Aim of the task: Repeat the lines below exactly as written, please, from the line with "use crate::store::http::HttpReleaseSource;" to the line with "pub struct ApiDataStore", both lines included, and no others.

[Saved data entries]
________________

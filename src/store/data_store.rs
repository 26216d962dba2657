// Copyright 2025 dentsusoken
//
// Licensed under the Apache License, Version 2.0 (the "License");
// you may not use this file except in compliance with the License.
// You may obtain a copy of the License at
//
//     http://www.apache.org/licenses/LICENSE-2.0
//
// Unless required by applicable law or agreed to in writing, software
// distributed under the License is distributed on an "AS IS" BASIS,
// WITHOUT WARRANTIES OR CONDITIONS OF ANY KIND, either express or implied.
// See the License for the specific language governing permissions and
// limitations under the License.

use crate::config::ApiConfig;
use crate::error::{ApiError, Result};
use crate::models::{Ecosystem, Release, ReleaseInfo};
use crate::store::file::FileReleaseSource;
use crate::store::http::HttpReleaseSource;
use crate::store::repos::AdoptRepos;
use crate::store::resolver::ReleaseVersionResolver;
use crate::store::source::ReleaseSource;
use crate::store::supplier::{ConfigVersionSupplier, SnapshotVersionSupplier};
use crate::version::compare_release_metadata;
use log::{debug, info, warn};
use std::cmp::Ordering;
use std::collections::HashMap;
use std::sync::{Arc, Mutex, RwLock, RwLockReadGuard, RwLockWriteGuard};
use std::time::{Duration, Instant};

#[derive(Default)]
struct Snapshot {
    repos: Arc<AdoptRepos>,
    loaded_at: Option<Instant>,
}

/// Holds the current release snapshot and reloads it from its source once it
/// is older than the refresh interval.
///
/// Readers get an `Arc` to an immutable snapshot; a refresh swaps in a new
/// one without disturbing queries that are still using the old one.
pub struct ApiDataStore {
    source: Box<dyn ReleaseSource>,
    ecosystem: Ecosystem,
    refresh_interval: Duration,
    versions: ConfigVersionSupplier,
    snapshot: RwLock<Snapshot>,
    refreshing: Mutex<()>,
}

impl ApiDataStore {
    pub fn new(
        source: Box<dyn ReleaseSource>,
        ecosystem: Ecosystem,
        refresh_interval: Duration,
        versions: ConfigVersionSupplier,
    ) -> Self {
        Self {
            source,
            ecosystem,
            refresh_interval,
            versions,
            snapshot: RwLock::new(Snapshot::default()),
            refreshing: Mutex::new(()),
        }
    }

    pub fn from_config(config: &ApiConfig) -> Self {
        let source: Box<dyn ReleaseSource> = match &config.source.url {
            Some(url) => Box::new(HttpReleaseSource::new(url.clone())),
            None => Box::new(FileReleaseSource::new(config.snapshot_path())),
        };
        debug!("Using {} release source", source.name());

        Self::new(
            source,
            config.ecosystem,
            config.refresh_interval(),
            ConfigVersionSupplier::from_config(config),
        )
    }

    pub fn ecosystem(&self) -> Ecosystem {
        self.ecosystem
    }

    fn read(&self) -> RwLockReadGuard<'_, Snapshot> {
        self.snapshot.read().unwrap_or_else(|e| e.into_inner())
    }

    fn write(&self) -> RwLockWriteGuard<'_, Snapshot> {
        self.snapshot.write().unwrap_or_else(|e| e.into_inner())
    }

    pub fn is_stale(&self) -> bool {
        match self.read().loaded_at {
            Some(loaded_at) => loaded_at.elapsed() >= self.refresh_interval,
            None => true,
        }
    }

    /// The loaded snapshot, without attempting a refresh.
    pub fn current(&self) -> Result<Arc<AdoptRepos>> {
        let snapshot = self.read();
        match snapshot.loaded_at {
            Some(_) => Ok(Arc::clone(&snapshot.repos)),
            None => Err(ApiError::NoSnapshot),
        }
    }

    /// The current snapshot, refreshed first when stale. A failed refresh
    /// keeps serving the previous snapshot if there is one.
    ///
    /// Only one caller refreshes at a time; callers that waited on it reuse
    /// the snapshot it loaded.
    pub fn get_adopt_repos(&self) -> Result<Arc<AdoptRepos>> {
        if !self.is_stale() {
            return self.current();
        }

        let _refreshing = self.refreshing.lock().unwrap_or_else(|e| e.into_inner());
        if !self.is_stale() {
            return self.current();
        }

        match self.refresh() {
            Ok(repos) => Ok(repos),
            Err(e) => match self.current() {
                Ok(repos) => {
                    warn!("Failed to refresh release data, serving previous snapshot: {e}");
                    Ok(repos)
                }
                Err(_) => Err(e),
            },
        }
    }

    /// Loads a fresh snapshot from the source and swaps it in.
    pub fn refresh(&self) -> Result<Arc<AdoptRepos>> {
        let fetched = self.source.fetch_all()?;
        let fetched_count = fetched.len();
        let releases = sanitize(self.ecosystem, fetched);
        if releases.len() != fetched_count {
            debug!(
                "Dropped {} releases not valid for the {} ecosystem",
                fetched_count - releases.len(),
                self.ecosystem
            );
        }

        let repos = Arc::new(AdoptRepos::new(releases));

        let mut snapshot = self.write();
        log_changes(&snapshot.repos, &repos);
        info!(
            "Loaded {} releases across {} feature versions from {}",
            repos.len(),
            repos.feature_versions().len(),
            self.source.name()
        );
        snapshot.repos = Arc::clone(&repos);
        snapshot.loaded_at = Some(Instant::now());

        Ok(repos)
    }

    pub fn version_supplier(&self) -> Result<SnapshotVersionSupplier> {
        Ok(SnapshotVersionSupplier::new(
            self.get_adopt_repos()?,
            self.versions.clone(),
        ))
    }

    pub fn get_release_info(&self) -> Result<ReleaseInfo> {
        let supplier = self.version_supplier()?;
        let repos = self.current()?;
        Ok(ReleaseVersionResolver::form_release_info(&repos, &supplier))
    }
}

/// Drops vendors and JVM implementations the ecosystem does not serve.
/// Releases left without binaries are dropped too.
fn sanitize(ecosystem: Ecosystem, releases: Vec<Release>) -> Vec<Release> {
    let vendors = ecosystem.valid_vendors();
    let jvm_impls = ecosystem.valid_jvm_impls();

    releases
        .into_iter()
        .filter(|r| vendors.contains(&r.vendor))
        .filter_map(|r| {
            let had_binaries = !r.binaries.is_empty();
            let release = r.filter_binaries(|b| jvm_impls.contains(&b.jvm_impl));
            if had_binaries && release.binaries.is_empty() {
                None
            } else {
                Some(release)
            }
        })
        .collect()
}

fn log_changes(previous: &AdoptRepos, next: &AdoptRepos) {
    let old: HashMap<&str, &Release> = previous
        .all_releases()
        .map(|r| (r.id.as_str(), r))
        .collect();
    let new: HashMap<&str, &Release> = next.all_releases().map(|r| (r.id.as_str(), r)).collect();

    for (id, release) in &new {
        match old.get(id) {
            None => info!("Added release {}", release.release_name),
            Some(before) => {
                let version_changed = compare_release_metadata(
                    &before.version_data,
                    &release.version_data,
                ) != Ordering::Equal;
                if version_changed || before.updated_at != release.updated_at {
                    info!("Updated release {}", release.release_name);
                }
            }
        }
    }

    for (id, release) in &old {
        if !new.contains_key(id) {
            info!("Removed release {}", release.release_name);
        }
    }
}
// Copyright 2025 dentsusoken
//
// Licensed under the Apache License, Version 2.0 (the "License");
// you may not use this file except in compliance with the License.
// You may obtain a copy of the License at
//
//     http://www.apache.org/licenses/LICENSE-2.0
//
// Unless required by applicable law or agreed to in writing, software
// distributed under the License is distributed on an "AS IS" BASIS,
// WITHOUT WARRANTIES OR CONDITIONS OF ANY KIND, either express or implied.
// See the License for the specific language governing permissions and
// limitations under the License.

use crate::error::{ApiError, ErrorContext};
use colored::Colorize;

pub fn format_error_chain(error: &ApiError) -> String {
    let context = ErrorContext::new(error);
    context.to_string()
}

/// Format error for terminal display, optionally colored
pub fn format_error_with_color(error: &ApiError, use_color: bool) -> String {
    let context = ErrorContext::new(error);
    let mut output = String::new();

    let header = if use_color {
        "Error:".red().bold().to_string()
    } else {
        "Error:".to_string()
    };
    output.push_str(&format!("{header} {error}\n"));

    if let Some(details) = &context.details {
        output.push_str(&format!("\n{details}\n"));
    }

    if let Some(suggestion) = &context.suggestion {
        let title = if use_color {
            "Suggestions:".yellow().bold().to_string()
        } else {
            "Suggestions:".to_string()
        };
        output.push_str(&format!("\n{title}\n"));
        for line in suggestion.lines() {
            if line.trim().is_empty() {
                continue;
            }
            let bullet = format!("• {line}");
            if use_color {
                output.push_str(&format!("{}\n", bullet.cyan()));
            } else {
                output.push_str(&format!("{bullet}\n"));
            }
        }
    }

    output
}
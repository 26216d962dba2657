// Copyright 2025 dentsusoken
//
// Licensed under the Apache License, Version 2.0 (the "License");
// you may not use this file except in compliance with the License.
// You may obtain a copy of the License at
//
//     http://www.apache.org/licenses/LICENSE-2.0
//
// Unless required by applicable law or agreed to in writing, software
// distributed under the License is distributed on an "AS IS" BASIS,
// WITHOUT WARRANTIES OR CONDITIONS OF ANY KIND, either express or implied.
// See the License for the specific language governing permissions and
// limitations under the License.

use crate::error::Result;
use crate::filter::VersionRangeFilter;
use crate::version::{SemverParser, VersionParser};
use colored::Colorize;
use serde::Serialize;

#[derive(Debug, Serialize, PartialEq, Eq)]
pub struct RangeMatch {
    pub version: String,
    pub matches: bool,
}

/// Checks versions against a version range.
pub struct RangeCommand;

impl RangeCommand {
    pub fn new() -> Result<Self> {
        Ok(Self)
    }

    pub fn evaluate(&self, spec: &str, versions: &[String], semver: bool) -> Result<Vec<RangeMatch>> {
        let filter = VersionRangeFilter::new(spec, semver)?;

        versions
            .iter()
            .map(|version| {
                let parsed = if semver {
                    SemverParser::parse_adopt_semver_non_null(version)?
                } else {
                    VersionParser::parse(version, false, true)?
                };
                Ok(RangeMatch {
                    version: version.clone(),
                    matches: filter.test(&parsed),
                })
            })
            .collect()
    }

    pub fn execute(&self, spec: &str, versions: &[String], semver: bool, json: bool) -> Result<()> {
        let results = self.evaluate(spec, versions, semver)?;

        if json {
            println!("{}", serde_json::to_string_pretty(&results)?);
            return Ok(());
        }

        for result in &results {
            if result.matches {
                println!("{} {} is in {}", "✓".green().bold(), result.version, spec.cyan());
            } else {
                println!("{} {} is not in {}", "✗".red(), result.version, spec.cyan());
            }
        }
        Ok(())
    }
}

________________

Solved problem:
use crate::store::http::HttpReleaseSource;
use crate::store::repos::AdoptRepos;
use crate::store::resolver::ReleaseVersionResolver;
use crate::store::source::ReleaseSource;
use crate::store::supplier::{ConfigVersionSupplier, SnapshotVersionSupplier};
use crate::version::compare_release_metadata;
use log::{debug, info, warn};
use std::cmp::Ordering;
use std::collections::HashMap;
use std::sync::{Arc, Mutex, RwLock, RwLockReadGuard, RwLockWriteGuard};
use std::time::{Duration, Instant};

#[derive(Default)]
struct Snapshot {
    repos: Arc<AdoptRepos>,
    loaded_at: Option<Instant>,
}

/// Holds the current release snapshot and reloads it from its source once it
/// is older than the refresh interval.
///
/// Readers get an `Arc` to an immutable snapshot; a refresh swaps in a new
/// one without disturbing queries that are still using the old one.
pub struct ApiDataStore {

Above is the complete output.